My most valuable Funko hops back and forth between an Ursula one and Lotso, but neither breaks the $250 barrier. Obviously, you guys know me...I don't collect things for their value, but Funko does have a cool app, so I do like that I can keep track of what Funkos I have and their current value. I wish every major collectible did that. I'm never gonna sell them, but I like that I know what their worth anyway.

Today, on a whim, I was scouring eBay for Once Upon A Time collectibles, and I saw that SDCC Funko for $451. Of course, as per usual, I was like "No way! That's WAY too high!", but this time, I saw a caveat...PayPal credit telling me I could pay just $46 per month on it. I have a weakness for credit. I got my first credit card at 16 and have had issues ever since. Before I knew what I was doing, three clicks in I had applied and gotten approved. Yes, the interest rate is high, but as long as I pay it off in 6 months, it's interest free. But, once shipping and taxes were added, it ended up being $541 something, which seems high, like they did actually add the interest, but honestly, I still don't care.

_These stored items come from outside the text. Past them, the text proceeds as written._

//! Common types for the SONiC link aggregation control plane.
//!
//! This crate provides type-safe representations of the primitives shared by
//! the LACP and DRCP state machinery:
//!
//! - [`MacAddress`]: 48-bit Ethernet MAC addresses
//! - [`SystemId`]: LACP system identity (priority + MAC) with the standard
//!   total order used for system comparisons
//! - [`PortIdentity`]: per-port priority + port number
//! - [`LacpState`]: the actor/partner state byte and its eight bits
//! - [`ConversationId`]: 12-bit DRCP conversation identifiers

mod conversation;
mod mac;
mod port;
mod state;
mod system;

pub use conversation::{ConversationId, ConversationMask, MAX_CONVERSATION_IDS};
pub use mac::MacAddress;
pub use port::{LacpMode, LacpTimeout, PortIdentity, PortProperties};
pub use state::LacpState;
pub use system::SystemId;

/// Common error type for parsing failures.
#[derive(Debug, Clone, PartialEq, Eq, thiserror::Error)]
pub enum ParseError {
    #[error("invalid MAC address format: {0}")]
    InvalidMacAddress(String),

    #[error("invalid conversation id: {0} (must be 0-4095)")]
    InvalidConversationId(u16),

    #[error("invalid LACP mode: {0}")]
    InvalidLacpMode(String),

    #[error("invalid LACP timeout: {0}")]
    InvalidLacpTimeout(String),
}
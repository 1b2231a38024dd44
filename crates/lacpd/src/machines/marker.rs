//! Marker responder (802.1AX-2014 6.5.4).
//!
//! We never originate Marker requests (the distributor keeps conversations
//! pinned), so the responder's whole job is echoing requests back so the
//! partner can drain a link. Responses are exempt from the LACPDU rate
//! limit.

use crate::event::{Action, Actions};
use crate::port::PortVars;
use sonic_lacp_pdu::{MarkerKind, MarkerPdu, SlowPdu};
use tracing::debug;

/// Handles a received LAMPDU.
pub fn on_marker(vars: &mut PortVars, pdu: MarkerPdu, actions: &mut Actions) {
    match pdu.kind {
        MarkerKind::Info => {
            vars.counters.marker_rx += 1;
            vars.counters.marker_response_tx += 1;
            actions.push(Action::Transmit(SlowPdu::Marker(pdu.response_to())));
        }
        MarkerKind::Response => {
            // not ours: we sent no request
            debug!(
                port = vars.number,
                transaction = pdu.transaction_id,
                "unsolicited marker response dropped"
            );
        }
    }
}

#[cfg(test)]
mod tests {
    use super::*;
    use crate::port::test_support::test_vars;
    use sonic_lacp_types::MacAddress;

    fn marker(kind: MarkerKind) -> MarkerPdu {
        MarkerPdu {
            kind,
            requester_port: 11,
            requester_system: MacAddress::new([0, 0, 0, 0, 0, 9]),
            transaction_id: 77,
        }
    }

    #[test]
    fn test_marker_info_is_echoed() {
        let mut vars = test_vars();
        let mut actions = Vec::new();
        on_marker(&mut vars, marker(MarkerKind::Info), &mut actions);

        assert_eq!(vars.counters.marker_rx, 1);
        assert_eq!(vars.counters.marker_response_tx, 1);
        match actions.as_slice() {
            [Action::Transmit(SlowPdu::Marker(resp))] => {
                assert_eq!(resp.kind, MarkerKind::Response);
                assert_eq!(resp.requester_port, 11);
                assert_eq!(resp.transaction_id, 77);
            }
            other => panic!("unexpected actions: {other:?}"),
        }
    }

    #[test]
    fn test_unsolicited_response_is_dropped() {
        let mut vars = test_vars();
        let mut actions = Vec::new();
        on_marker(&mut vars, marker(MarkerKind::Response), &mut actions);
        assert!(actions.is_empty());
    }
}
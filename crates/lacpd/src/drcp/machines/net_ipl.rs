//! Network/IPL sharing machine (802.1AX-2014 9.4.20).
//!
//! Only time-based sharing is implemented: network and IPL frames may use
//! the same physical link once both portal systems advertise the method.

use crate::drcp::portal::PortalVars;
use crate::drcp::PortalActions;
use crate::fsm::StateHolder;

/// Sharing-by-time method identifier carried in the Network/IPL TLV.
pub const METHOD_TIME_SHARED: u32 = 1;

#[derive(Debug, Clone, Copy, PartialEq, Eq)]
pub enum NetIplState {
    NoSharing,
    TimeShared,
}

#[derive(Debug)]
pub enum NetIplEvent {
    Begin,
    /// The neighbor's advertised method changed.
    Evaluate,
}

#[derive(Debug)]
pub struct NetIplMachine {
    state: StateHolder<NetIplState>,
}

impl NetIplMachine {
    pub fn new(owner: u32) -> Self {
        NetIplMachine {
            state: StateHolder::new("drcp-net-ipl", owner, NetIplState::NoSharing),
        }
    }

    pub fn state(&self) -> NetIplState {
        self.state.current()
    }

    pub fn state_name(&self) -> &'static str {
        match self.state.current() {
            NetIplState::NoSharing => "NO_SHARING",
            NetIplState::TimeShared => "TIME_SHARED",
        }
    }

    pub fn on_event(
        &mut self,
        vars: &mut PortalVars,
        event: NetIplEvent,
        _actions: &mut PortalActions,
    ) {
        match event {
            NetIplEvent::Begin => self.state.transition(NetIplState::NoSharing),
            NetIplEvent::Evaluate => {
                let agreed = vars.ipp.neighbor.valid
                    && vars.ipp.neighbor.network_method == METHOD_TIME_SHARED;
                self.state.transition(if agreed {
                    NetIplState::TimeShared
                } else {
                    NetIplState::NoSharing
                });
            }
        }
    }
}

"Hi, my name is Keebs and I'm addicted to credit.". Sad, but true. I will pay it off in a couple of months, no doubt, but that also takes away from the credit card I was paying down, meaning I'm that much further from getting my house, all because of a Funko. I should feel bad, but honestly, I don't! I wanted it and I got it. Is that my obsession with stuff talking? Is that my Asperness? Is that my OCD? Why don't I feel guilty over spending that money on something so stupid? Even as I type those words, "something so stupid"...I don't really even mean them. That's my neurotypical conditioning telling me that's what I'm "suppposed" to say. I don't really feel it was stupid at all. Granted, there might be a logical side telling me it was stupid, but I don't listen much to that side.

Now, where the logical side might have a point is that it will sit on a shelf, never to be touched, rarely looked at, and probably somewhat forgotten. It will keep me from getting a better camera for the YouTube videos that I'm trying to create (or maybe it won't...I may have another "whim" day). And, like I mentioned, that's less money paid down on a credit card. I only have three left to pay off out of eight. But at the same time, I'm already thinking about the two Winter Soldier Funkos I also wasn't willing to pay for because I thought they were too expensive, that, once I get this one paid off, I now have the means to get them too! UGH! I have created a monster! And, honestly, it did cross my mind to just go ahead and get those two Winter Soldier Funkos now and pay them all off at once. That would be REALLY bad. Things like that are how I got in debt in the first place. Guess I know the subject of next week's therapy session!

What about you guys...how good are you at controlling yourself? Do you randomly have splurges or is it more small splurges on the regular? Or, are you total control masters with your money? I have control issues across the board, so this isn't new, but I do think I've been depriving myself for a bit too long. Maybe it won't start a chain reaction (fingers crossed)!